Key Features And Enhancements
-
Added the teams and team-based collectives APIs from OpenSHMEM 1.5.
-
Added support to use the NVIDIA® Collective Communication Library (NCCL) for optimized NVSHMEM host and on-stream collectives.
Note: This feature is not yet supported on Power 9 systems. -
Added support for RDMA over Converged Ethernet (RoCE) networks.
-
Added support for PMI-2 to enable an NVSHMEM job launch with srun/SLURM.
-
Added support for PMIx to enable an NVSHMEM job launch with PMIx-compatible launchers, such as Slurm and Open MPI.
-
Uniformly reformatted the perftest benchmark output.
-
Added support for the putmem_signal and signal_wait_until APIs.
-
Improved support for single-node environments without InfiniBand.
-
Fixed a bug that occurred when large numbers of fetch atomic operations were performed on InfiniBand.
-
Improved topology awareness in NIC-to-GPU assignments for DGX A100 systems.
Fixed Issues
-
Concurrent NVSHMEM collective operations with active sets are not supported.
-
Concurrent NVSHMEM memory allocation operations and collective operations are not supported.

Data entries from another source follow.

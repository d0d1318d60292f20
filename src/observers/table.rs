//! Table observer for comparing strategies side by side.
//!
//! [`TableObserver`] renders a slice of [`LoadReport`]s as one row per
//! strategy, and the tallies of a [`StrategyStats`] as a name/value list or a
//! compact grid.
//!
//! # Feature Flag
//!
//! This module requires the `table` feature:
//!
//! ```toml
//! [dependencies]
//! contesa = { version = "0.1", features = ["table"] }
//! ```
//!
//! # Example
//!
//! ```rust,ignore
//! use contesa::observers::table::{TableObserver, TableStyle};
//!
//! let observer = TableObserver::new().with_style(TableStyle::Rounded);
//! println!("{}", observer.render_reports(&reports));
//! // ╭────────────┬─────────┬──────────┬──────────┬──────────┬──────┬──────────┬────────┬────────────┬─────────╮
//! // │ Strategy   │ Workers │ Requests │ Expected │ Observed │ Lost │ Give-ups │ Errors │ Elapsed ms │ Req/s   │
//! // ├────────────┼─────────┼──────────┼──────────┼──────────┼──────┼──────────┼────────┼────────────┼─────────┤
//! // │ exclusive  │ 100     │ 10000    │ 10000    │ 10000    │ 0    │ 0        │ 0      │ 41         │ 243902  │
//! // │ optimistic │ 100     │ 10000    │ 10000    │ 9377     │ 623  │ 623      │ 0      │ 18         │ 555555  │
//! // ╰────────────┴─────────┴──────────┴──────────┴──────────┴──────┴──────────┴────────┴────────────┴─────────╯
//! ```

use tabled::{builder::Builder, settings::Style, Table, Tabled};

use crate::load::LoadReport;
use crate::metrics::{Observable, StrategyStats};

/// Available table styles for rendering.
#[derive(Debug, Clone, Copy, Default, PartialEq, Eq)]
pub enum TableStyle {
    /// ASCII table with simple characters: +, -, |
    Ascii,
    /// Modern rounded corners (default)
    #[default]
    Rounded,
    /// Sharp corners with box-drawing characters
    Sharp,
    /// Modern style with clean lines
    Modern,
    /// GitHub-flavored Markdown table
    Markdown,
    /// No borders, just spacing
    Blank,
}

/// Configuration for the table observer.
#[derive(Debug, Clone)]
pub struct TableConfig {
    /// The style to use for rendering.
    pub style: TableStyle,
    /// Whether to show the header row (ignored for compact tallies).
    pub show_header: bool,
    /// Line printed above the table.
    pub title: Option<String>,
    /// Render tallies as `name: value` cells in a grid.
    pub compact: bool,
    /// Grid width in compact mode.
    pub columns: usize,
}

impl Default for TableConfig {
    fn default() -> Self {
        Self {
            style: TableStyle::default(),
            show_header: true,
            title: None,
            compact: false,
            columns: 1,
        }
    }
}

#[derive(Tabled)]
struct ReportRow {
    #[tabled(rename = "Strategy")]
    strategy: String,
    #[tabled(rename = "Workers")]
    workers: usize,
    #[tabled(rename = "Requests")]
    requests: usize,
    #[tabled(rename = "Expected")]
    expected: u64,
    #[tabled(rename = "Observed")]
    observed: u64,
    #[tabled(rename = "Lost")]
    lost: u64,
    #[tabled(rename = "Give-ups")]
    give_ups: u64,
    #[tabled(rename = "Errors")]
    errors: u64,
    #[tabled(rename = "Elapsed ms")]
    elapsed_ms: u128,
    #[tabled(rename = "Req/s")]
    throughput: String,
}

impl From<&LoadReport> for ReportRow {
    fn from(report: &LoadReport) -> Self {
        Self {
            strategy: report.strategy.to_string(),
            workers: report.workers,
            requests: report.requests,
            expected: report.expected,
            observed: report.observed,
            lost: report.lost(),
            give_ups: report.give_ups,
            errors: report.errors,
            elapsed_ms: report.elapsed.as_millis(),
            throughput: format!("{:.0}", report.throughput()),
        }
    }
}

#[derive(Tabled)]
struct TallyRow {
    #[tabled(rename = "Name")]
    name: String,
    #[tabled(rename = "Value")]
    value: u64,
}

/// Renders load reports and tallies as formatted tables.
///
/// # Examples
///
/// ```rust
/// use contesa::metrics::StrategyStats;
/// use contesa::observers::table::TableObserver;
///
/// let stats = StrategyStats::new();
/// stats.optimistic_conflicts.add(12);
///
/// let output = TableObserver::new().render_stats(&stats);
/// assert!(output.contains("optimistic_conflicts"));
/// assert!(output.contains("12"));
/// ```
#[derive(Debug, Clone, Default)]
pub struct TableObserver {
    config: TableConfig,
}

impl TableObserver {
    /// Creates a table observer with default settings.
    pub fn new() -> Self {
        Self::default()
    }

    /// Creates a table observer with the specified configuration.
    pub fn with_config(config: TableConfig) -> Self {
        Self { config }
    }

    /// Sets the table style.
    pub fn with_style(mut self, style: TableStyle) -> Self {
        self.config.style = style;
        self
    }

    /// Sets whether to show the header row.
    pub fn with_header(mut self, show: bool) -> Self {
        self.config.show_header = show;
        self
    }

    /// Sets a title printed above the table.
    pub fn with_title(mut self, title: impl Into<String>) -> Self {
        self.config.title = Some(title.into());
        self
    }

    /// Enables or disables the compact tally grid.
    pub fn compact(mut self, enabled: bool) -> Self {
        self.config.compact = enabled;
        self
    }

    /// Sets the grid width in compact mode. Values less than 1 are treated as 1.
    pub fn columns(mut self, count: usize) -> Self {
        self.config.columns = count.max(1);
        self
    }

    fn apply_style(&self, table: &mut Table) {
        match self.config.style {
            TableStyle::Ascii => {
                table.with(Style::ascii());
            }
            TableStyle::Rounded => {
                table.with(Style::rounded());
            }
            TableStyle::Sharp => {
                table.with(Style::sharp());
            }
            TableStyle::Modern => {
                table.with(Style::modern());
            }
            TableStyle::Markdown => {
                table.with(Style::markdown());
            }
            TableStyle::Blank => {
                table.with(Style::blank());
            }
        }
    }

    fn finish(&self, mut table: Table, header: bool) -> String {
        self.apply_style(&mut table);

        if header && !self.config.show_header {
            table.with(tabled::settings::Remove::row(
                tabled::settings::object::Rows::first(),
            ));
        }

        match self.config.title {
            Some(ref title) => format!("{}\n{}", title, table),
            None => table.to_string(),
        }
    }

    /// Renders one row per load report.
    pub fn render_reports(&self, reports: &[LoadReport]) -> String {
        let rows: Vec<ReportRow> = reports.iter().map(ReportRow::from).collect();
        self.finish(Table::new(&rows), true)
    }

    /// Renders every tally of `stats`.
    pub fn render_stats(&self, stats: &StrategyStats) -> String {
        self.render_tallies(stats.observables().into_iter())
    }

    /// Renders an arbitrary set of observables.
    ///
    /// In compact mode an empty input renders as an empty string.
    pub fn render_tallies<'a>(&self, tallies: impl Iterator<Item = &'a dyn Observable>) -> String {
        let entries = tallies.map(|t| {
            let name = if t.name().is_empty() {
                "(unnamed)".to_string()
            } else {
                t.name().to_string()
            };
            (name, t.value())
        });

        if !self.config.compact {
            let rows: Vec<TallyRow> = entries.map(|(name, value)| TallyRow { name, value }).collect();
            return self.finish(Table::new(&rows), true);
        }

        let cells: Vec<String> = entries
            .map(|(name, value)| format!("{}: {}", name, value))
            .collect();
        if cells.is_empty() {
            return String::new();
        }

        let cols = self.config.columns;
        let mut builder = Builder::default();
        for chunk in cells.chunks(cols) {
            let mut row = chunk.to_vec();
            row.resize(cols, String::new());
            builder.push_record(row);
        }
        self.finish(builder.build(), false)
    }
}

#[cfg(test)]
mod tests {
    use super::*;
    use crate::load::Strategy;
    use crate::metrics::Tally;
    use std::time::Duration;

    fn report(strategy: Strategy, observed: u64, give_ups: u64) -> LoadReport {
        LoadReport {
            strategy,
            workers: 100,
            requests: 10_000,
            expected: 10_000,
            observed,
            give_ups,
            errors: 0,
            elapsed: Duration::from_millis(250),
        }
    }

    #[test]
    fn test_render_reports() {
        let reports = vec![
            report(Strategy::Exclusive, 10_000, 0),
            report(Strategy::Optimistic, 9_377, 623),
        ];
        let output = TableObserver::new().render_reports(&reports);

        assert!(output.contains("Strategy"));
        assert!(output.contains("Give-ups"));
        assert!(output.contains("exclusive"));
        assert!(output.contains("optimistic"));
        assert!(output.contains("9377"));
        assert!(output.contains("623"));
        assert!(output.contains("40000"));
    }

    #[test]
    fn test_render_reports_empty() {
        let output = TableObserver::new().render_reports(&[]);
        assert!(output.contains("Strategy"));
    }

    #[test]
    fn test_render_stats() {
        let stats = StrategyStats::new();
        stats.exclusive_applied.add(7);
        stats.failures.incr();

        let output = TableObserver::new().render_stats(&stats);

        assert!(output.contains("Name"));
        assert!(output.contains("exclusive_applied"));
        assert!(output.contains("7"));
        assert!(output.contains("failures"));
    }

    #[test]
    fn test_without_header() {
        let stats = StrategyStats::new();
        let output = TableObserver::new().with_header(false).render_stats(&stats);
        assert!(!output.contains("Name"));
        assert!(output.contains("fast_applied"));
    }

    #[test]
    fn test_with_title() {
        let output = TableObserver::new()
            .with_title("Contention")
            .render_reports(&[report(Strategy::Fast, 10_000, 0)]);
        assert!(output.starts_with("Contention\n"));
    }

    #[test]
    fn test_ascii_style() {
        let output = TableObserver::new()
            .with_style(TableStyle::Ascii)
            .render_reports(&[report(Strategy::Fast, 10_000, 0)]);
        assert!(output.contains('+'));
        assert!(output.contains('|'));
    }

    #[test]
    fn test_markdown_style() {
        let output = TableObserver::new()
            .with_style(TableStyle::Markdown)
            .render_stats(&StrategyStats::new());
        assert!(output.contains('|'));
        assert!(output.contains("---"));
    }

    #[test]
    fn test_compact_grid() {
        let stats = StrategyStats::new();
        stats.optimistic_give_ups.add(3);

        let output = TableObserver::new().compact(true).columns(3).render_stats(&stats);

        assert!(output.contains("optimistic_give_ups: 3"));
        // Seven tallies in three columns: three rows.
        assert_eq!(output.lines().filter(|l| l.contains(": ")).count(), 3);
    }

    #[test]
    fn test_compact_empty() {
        let tallies: Vec<&dyn Observable> = vec![];
        let output = TableObserver::new().compact(true).render_tallies(tallies.into_iter());
        assert!(output.is_empty());
    }

    #[test]
    fn test_unnamed_tally() {
        let tally = Tally::new();
        tally.add(5);
        let tallies: Vec<&dyn Observable> = vec![&tally];
        let output = TableObserver::new().render_tallies(tallies.into_iter());
        assert!(output.contains("(unnamed)"));
    }

    #[test]
    fn test_columns_minimum() {
        let observer = TableObserver::new().columns(0);
        assert_eq!(observer.config.columns, 1);
    }
}
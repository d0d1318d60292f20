//! Deterministic contention simulator.
//!
//! Real threads race nondeterministically, so the number of optimistic
//! increments lost in a run varies. [`Lockstep`] removes the scheduler from
//! the picture: every versioned read and every versioned write first waits
//! at a cyclic barrier until all *active* callers have arrived. Each round
//! therefore looks like this:
//!
//! ```text
//!   round k:  all active callers read  ──► same revision r
//!             all active callers write ──► one CAS succeeds (r → r+1),
//!                                          the rest conflict
//!             winner leaves; losers with attempts left start round k+1
//! ```
//!
//! With N callers and `max_retries = R`, exactly `min(N, R)` increments land
//! and `N - min(N, R)` callers give up. Each caller must call
//! [`Lockstep::leave`] once its service call has returned, otherwise the
//! remaining callers wait for it forever.

use std::fmt::{self, Debug};
use std::sync::atomic::{AtomicU64, Ordering};

use parking_lot::{Condvar, Mutex};

use crate::error::Result;
use crate::record::{CounterRecord, RecordId};
use crate::store::{ResourceStore, VersionedWrite};

#[derive(Debug)]
struct Phase {
    parties: usize,
    arrived: usize,
    generation: u64,
}

impl Phase {
    fn release(&mut self) {
        self.arrived = 0;
        self.generation = self.generation.wrapping_add(1);
    }
}

/// Cyclic barrier whose party count shrinks as callers leave.
struct Gate {
    phase: Mutex<Phase>,
    released: Condvar,
}

impl Gate {
    fn new(parties: usize) -> Self {
        Self {
            phase: Mutex::new(Phase {
                parties,
                arrived: 0,
                generation: 0,
            }),
            released: Condvar::new(),
        }
    }

    fn arrive(&self) {
        let mut phase = self.phase.lock();
        let generation = phase.generation;
        phase.arrived += 1;
        if phase.arrived >= phase.parties {
            phase.release();
            self.released.notify_all();
            return;
        }
        while phase.generation == generation {
            self.released.wait(&mut phase);
        }
    }

    fn leave(&self) {
        let mut phase = self.phase.lock();
        phase.parties = phase.parties.saturating_sub(1);
        if phase.arrived > 0 && phase.arrived >= phase.parties {
            phase.release();
            self.released.notify_all();
        }
    }
}

/// A [`ResourceStore`] wrapper that forces optimistic callers into lockstep
/// rounds.
///
/// Only [`read_versioned`](ResourceStore::read_versioned) and
/// [`write_versioned`](ResourceStore::write_versioned) are gated; every other
/// operation passes straight through.
///
/// # Example
///
/// ```rust
/// use contesa::adapters::Lockstep;
/// use contesa::record::{CounterRecord, RecordId};
/// use contesa::service::CounterService;
/// use contesa::store::{MemoryFastStore, MemoryStore, ResourceStore};
/// use std::sync::Arc;
/// use std::thread;
///
/// let callers = 6;
/// let id = RecordId::new(1);
/// let records = Arc::new(Lockstep::new(MemoryStore::new(), callers));
/// records.insert(CounterRecord::new(id)).unwrap();
/// let service = CounterService::new(Arc::clone(&records), Arc::new(MemoryFastStore::new()));
///
/// thread::scope(|s| {
///     for _ in 0..callers {
///         s.spawn(|| {
///             service.increment_optimistic_with(id, 4).unwrap();
///             records.leave();
///         });
///     }
/// });
///
/// assert_eq!(records.read_versioned(id).unwrap().value, 4);
/// ```
pub struct Lockstep<S> {
    inner: S,
    gate: Gate,
    arrivals: AtomicU64,
}

impl<S> Lockstep<S> {
    /// Wraps `inner` for `parties` concurrent callers.
    pub fn new(inner: S, parties: usize) -> Self {
        Self {
            inner,
            gate: Gate::new(parties),
            arrivals: AtomicU64::new(0),
        }
    }

    /// Withdraws the calling party from all future rounds.
    pub fn leave(&self) {
        self.gate.leave();
    }

    /// Number of gated operations performed so far.
    pub fn arrivals(&self) -> u64 {
        self.arrivals.load(Ordering::Relaxed)
    }

    fn arrive(&self) {
        self.arrivals.fetch_add(1, Ordering::Relaxed);
        self.gate.arrive();
    }
}

impl<S: ResourceStore> ResourceStore for Lockstep<S> {
    type Unit = S::Unit;

    fn insert(&self, record: CounterRecord) -> Result<bool> {
        self.inner.insert(record)
    }

    fn acquire_exclusive(&self, id: RecordId) -> Result<Self::Unit> {
        self.inner.acquire_exclusive(id)
    }

    fn read_versioned(&self, id: RecordId) -> Result<CounterRecord> {
        self.arrive();
        self.inner.read_versioned(id)
    }

    fn write_versioned(&self, record: &CounterRecord) -> Result<VersionedWrite> {
        self.arrive();
        self.inner.write_versioned(record)
    }

    fn increment_by_code(&self, code: &str) -> Result<usize> {
        self.inner.increment_by_code(code)
    }

    fn sum_values(&self) -> Result<u64> {
        self.inner.sum_values()
    }
}

impl<S: Debug> Debug for Lockstep<S> {
    fn fmt(&self, f: &mut fmt::Formatter<'_>) -> fmt::Result {
        f.debug_struct("Lockstep")
            .field("inner", &self.inner)
            .field("phase", &*self.gate.phase.lock())
            .finish()
    }
}
//! The contended record and its identity.
//!
//! A [`CounterRecord`] is the unit every strategy fights over: an immutable
//! [`RecordId`], the counter `value`, and a `revision` token that the store
//! bumps by exactly one on every successful write.

use std::fmt::{self, Display};

/// Opaque identity of a counter record.
///
/// # Examples
///
/// ```rust
/// use contesa::record::RecordId;
///
/// let id = RecordId::new(1);
/// assert_eq!(id.get(), 1);
/// assert_eq!(id.to_string(), "1");
/// ```
#[derive(Debug, Clone, Copy, PartialEq, Eq, PartialOrd, Ord, Hash)]
#[cfg_attr(feature = "serde", derive(serde::Serialize, serde::Deserialize))]
#[cfg_attr(feature = "serde", serde(transparent))]
pub struct RecordId(u64);

impl RecordId {
    /// Wraps a raw identity.
    pub const fn new(raw: u64) -> Self {
        Self(raw)
    }

    /// Returns the raw identity.
    pub const fn get(self) -> u64 {
        self.0
    }
}

impl From<u64> for RecordId {
    fn from(raw: u64) -> Self {
        Self(raw)
    }
}

impl Display for RecordId {
    fn fmt(&self, f: &mut fmt::Formatter<'_>) -> fmt::Result {
        write!(f, "{}", self.0)
    }
}

/// A counter with an identity and an optimistic revision token.
///
/// Records are created by the harness with `value == 0` and `revision == 0`
/// and are only ever mutated through the store operations the
/// [`CounterService`](crate::service::CounterService) drives.
///
/// # Examples
///
/// ```rust
/// use contesa::record::{CounterRecord, RecordId};
///
/// let record = CounterRecord::new(RecordId::new(7))
///     .with_title("hot post")
///     .with_code("P-7");
///
/// assert_eq!(record.value, 0);
/// assert_eq!(record.revision, 0);
/// assert_eq!(record.code.as_deref(), Some("P-7"));
/// ```
#[derive(Debug, Clone, PartialEq, Eq)]
#[cfg_attr(feature = "serde", derive(serde::Serialize, serde::Deserialize))]
pub struct CounterRecord {
    /// Immutable identity.
    pub id: RecordId,
    /// Human readable label; no strategy looks at it.
    pub title: String,
    /// Non-unique, non-indexed lookup key used by the unindexed update path.
    #[cfg_attr(feature = "serde", serde(default, skip_serializing_if = "Option::is_none"))]
    pub code: Option<String>,
    /// The counted quantity.
    pub value: u64,
    /// Conflict-detection token, bumped by exactly one per successful write.
    pub revision: u64,
}

impl CounterRecord {
    /// Creates a fresh record with `value == 0` and `revision == 0`.
    pub fn new(id: RecordId) -> Self {
        Self {
            id,
            title: String::new(),
            code: None,
            value: 0,
            revision: 0,
        }
    }

    /// Sets the title, returning `self` for chaining.
    pub fn with_title(self, title: impl Into<String>) -> Self {
        Self {
            title: title.into(),
            ..self
        }
    }

    /// Sets the unindexed lookup code, returning `self` for chaining.
    pub fn with_code(self, code: impl Into<String>) -> Self {
        Self {
            code: Some(code.into()),
            ..self
        }
    }

    /// Returns a copy carrying `value + 1`, keeping the revision that was read.
    ///
    /// Saturates instead of wrapping; `value` never decreases.
    pub fn incremented(&self) -> Self {
        Self {
            value: self.value.saturating_add(1),
            ..self.clone()
        }
    }

    /// Returns `true` if the record's code equals `code`.
    pub fn has_code(&self, code: &str) -> bool {
        self.code.as_deref() == Some(code)
    }
}

impl Display for CounterRecord {
    fn fmt(&self, f: &mut fmt::Formatter<'_>) -> fmt::Result {
        write!(f, "#{} value={} rev={}", self.id, self.value, self.revision)
    }
}

#[cfg(test)]
mod tests {
    use super::*;

    #[test]
    fn test_new_record_starts_at_zero() {
        let record = CounterRecord::new(RecordId::new(1));
        assert_eq!(record.value, 0);
        assert_eq!(record.revision, 0);
        assert!(record.title.is_empty());
        assert!(record.code.is_none());
    }

    #[test]
    fn test_incremented_keeps_revision() {
        let record = CounterRecord {
            value: 41,
            revision: 9,
            ..CounterRecord::new(RecordId::new(3))
        };
        let next = record.incremented();
        assert_eq!(next.value, 42);
        assert_eq!(next.revision, 9);
        assert_eq!(next.id, record.id);
    }

    #[test]
    fn test_incremented_saturates() {
        let record = CounterRecord {
            value: u64::MAX,
            ..CounterRecord::new(RecordId::new(3))
        };
        assert_eq!(record.incremented().value, u64::MAX);
    }

    #[test]
    fn test_has_code() {
        let record = CounterRecord::new(RecordId::new(1)).with_code("abc");
        assert!(record.has_code("abc"));
        assert!(!record.has_code("abd"));
        assert!(!CounterRecord::new(RecordId::new(2)).has_code("abc"));
    }

    #[test]
    fn test_display() {
        let record = CounterRecord {
            value: 5,
            revision: 5,
            ..CounterRecord::new(RecordId::new(12))
        };
        assert_eq!(record.to_string(), "#12 value=5 rev=5");
    }

    #[cfg(feature = "serde")]
    #[test]
    fn test_serialize_record() {
        let record = CounterRecord::new(RecordId::new(1)).with_title("t");
        let json = serde_json::to_string(&record).unwrap();
        assert_eq!(json, r#"{"id":1,"title":"t","value":0,"revision":0}"#);
    }
}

The OpenSHMEM specification has clarified that only memory management routines that operate on NVSHMEM_TEAM_WORLD, and no other collectives on that team, are permitted concurrently.
Known Issues
-
NVSHMEM and libraries that use NVSHMEM can only be built as static libraries and not as shared libraries.
This is because the linking of CUDA device symbols does not work across shared libraries.
-
nvshmem_barrier*, nvshmem_quiet, and nvshmem_wait_until only ensure PE-PE ordering and visibility on systems with NVLink and InfiniBand.
They do not ensure global ordering and visibility.
- Complex types, which are enabled by setting NVSHMEM_COMPLEX_SUPPORT at compile time, are not currently supported.
- In some cases, nvshmem_<typename>_g over InfiniBand and
RoCE has been reported to return stale data.
We are continuing to investigate this issue. In the meantime, you can use nvshmem_<typename>_atomic_fetch as a workaround for nvshmem_<typename>_g, but the performance of these options is different.